Stored items
--------------------------------------------------

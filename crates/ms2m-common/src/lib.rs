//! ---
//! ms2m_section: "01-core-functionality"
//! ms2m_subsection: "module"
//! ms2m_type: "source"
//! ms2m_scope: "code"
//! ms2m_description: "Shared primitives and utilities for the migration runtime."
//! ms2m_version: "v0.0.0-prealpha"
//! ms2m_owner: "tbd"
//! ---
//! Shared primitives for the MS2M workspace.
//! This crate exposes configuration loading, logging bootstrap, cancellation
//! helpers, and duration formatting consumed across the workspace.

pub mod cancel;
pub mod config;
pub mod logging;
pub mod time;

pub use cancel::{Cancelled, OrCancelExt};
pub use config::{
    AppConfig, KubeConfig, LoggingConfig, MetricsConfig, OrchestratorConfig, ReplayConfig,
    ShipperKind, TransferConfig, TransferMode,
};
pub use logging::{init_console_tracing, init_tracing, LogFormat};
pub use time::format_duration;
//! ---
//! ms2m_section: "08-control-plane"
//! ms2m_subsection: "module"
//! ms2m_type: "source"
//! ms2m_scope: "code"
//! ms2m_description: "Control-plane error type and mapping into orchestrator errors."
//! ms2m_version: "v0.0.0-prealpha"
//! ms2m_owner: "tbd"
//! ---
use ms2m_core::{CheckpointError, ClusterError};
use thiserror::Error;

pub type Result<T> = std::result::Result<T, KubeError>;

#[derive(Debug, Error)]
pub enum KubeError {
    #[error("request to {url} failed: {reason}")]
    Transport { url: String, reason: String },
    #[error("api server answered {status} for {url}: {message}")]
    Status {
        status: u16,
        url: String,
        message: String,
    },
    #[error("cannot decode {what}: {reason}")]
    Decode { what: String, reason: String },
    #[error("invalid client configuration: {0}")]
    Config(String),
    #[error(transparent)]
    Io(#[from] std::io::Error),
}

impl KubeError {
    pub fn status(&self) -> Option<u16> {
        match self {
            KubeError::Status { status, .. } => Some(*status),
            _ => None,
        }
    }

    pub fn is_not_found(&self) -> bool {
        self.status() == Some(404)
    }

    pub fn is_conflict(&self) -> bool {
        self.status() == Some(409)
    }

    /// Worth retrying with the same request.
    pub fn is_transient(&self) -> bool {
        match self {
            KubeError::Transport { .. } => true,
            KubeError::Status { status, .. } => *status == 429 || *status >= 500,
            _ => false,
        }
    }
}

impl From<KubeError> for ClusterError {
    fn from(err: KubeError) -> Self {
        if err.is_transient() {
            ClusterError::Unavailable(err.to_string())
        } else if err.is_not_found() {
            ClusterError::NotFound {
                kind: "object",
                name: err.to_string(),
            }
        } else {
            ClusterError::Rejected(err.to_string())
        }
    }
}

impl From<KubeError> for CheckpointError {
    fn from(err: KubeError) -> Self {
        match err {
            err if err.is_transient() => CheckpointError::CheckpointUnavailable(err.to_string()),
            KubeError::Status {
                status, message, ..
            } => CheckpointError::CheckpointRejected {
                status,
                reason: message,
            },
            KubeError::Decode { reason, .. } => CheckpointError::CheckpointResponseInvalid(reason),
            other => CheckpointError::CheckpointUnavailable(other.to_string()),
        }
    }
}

--------------------------------------------------

WHAT IS NEEDED:
What's wanted here is every record, retyped exactly as shown above.

ANSWER FOR THE TASK:
filename crates/ms2m-common/src/lib.rs
//! ---
//! ms2m_section: "01-core-functionality"
//! ms2m_subsection: "module"
//! ms2m_type: "source"
//! ms2m_scope: "code"
//! ms2m_description: "Shared primitives and utilities for the migration runtime."
//! ms2m_version: "v0.0.0-prealpha"
//! ms2m_owner: "tbd"
//! ---
//! Shared primitives for the MS2M workspace.
//! This crate exposes configuration loading, logging bootstrap, cancellation
//! helpers, and duration formatting consumed across the workspace.

pub mod cancel;
pub mod config;
pub mod logging;
pub mod time;

pub use cancel::{Cancelled, OrCancelExt};
pub use config::{
    AppConfig, KubeConfig, LoggingConfig, MetricsConfig, OrchestratorConfig, ReplayConfig,
    ShipperKind, TransferConfig, TransferMode,
};
pub use logging::{init_console_tracing, init_tracing, LogFormat};
pub use time::format_duration;
//! ---
//! ms2m_section: "08-control-plane"
//! ms2m_subsection: "module"
//! ms2m_type: "source"
//! ms2m_scope: "code"
//! ms2m_description: "Control-plane error type and mapping into orchestrator errors."
//! ms2m_version: "v0.0.0-prealpha"
//! ms2m_owner: "tbd"
//! ---
use ms2m_core::{CheckpointError, ClusterError};
use thiserror::Error;

pub type Result<T> = std::result::Result<T, KubeError>;

#[derive(Debug, Error)]
pub enum KubeError {
    #[error("request to {url} failed: {reason}")]
    Transport { url: String, reason: String },
    #[error("api server answered {status} for {url}: {message}")]
    Status {
        status: u16,
        url: String,
        message: String,
    },
    #[error("cannot decode {what}: {reason}")]
    Decode { what: String, reason: String },
    #[error("invalid client configuration: {0}")]
    Config(String),
    #[error(transparent)]
    Io(#[from] std::io::Error),
}

impl KubeError {
    pub fn status(&self) -> Option<u16> {
        match self {
            KubeError::Status { status, .. } => Some(*status),
            _ => None,
        }
    }

    pub fn is_not_found(&self) -> bool {
        self.status() == Some(404)
    }

    pub fn is_conflict(&self) -> bool {
        self.status() == Some(409)
    }

    /// Worth retrying with the same request.
    pub fn is_transient(&self) -> bool {
        match self {
            KubeError::Transport { .. } => true,
            KubeError::Status { status, .. } => *status == 429 || *status >= 500,
            _ => false,
        }
    }
}

impl From<KubeError> for ClusterError {
    fn from(err: KubeError) -> Self {
        if err.is_transient() {
            ClusterError::Unavailable(err.to_string())
        } else if err.is_not_found() {
            ClusterError::NotFound {
                kind: "object",
                name: err.to_string(),
            }
        } else {
            ClusterError::Rejected(err.to_string())
        }
    }
}

impl From<KubeError> for CheckpointError {
    fn from(err: KubeError) -> Self {
        match err {
            err if err.is_transient() => CheckpointError::CheckpointUnavailable(err.to_string()),
            KubeError::Status {
                status, message, ..
            } => CheckpointError::CheckpointRejected {
                status,
                reason: message,
            },
            KubeError::Decode { reason, .. } => CheckpointError::CheckpointResponseInvalid(reason),
            other => CheckpointError::CheckpointUnavailable(other.to_string()),
        }
    }
}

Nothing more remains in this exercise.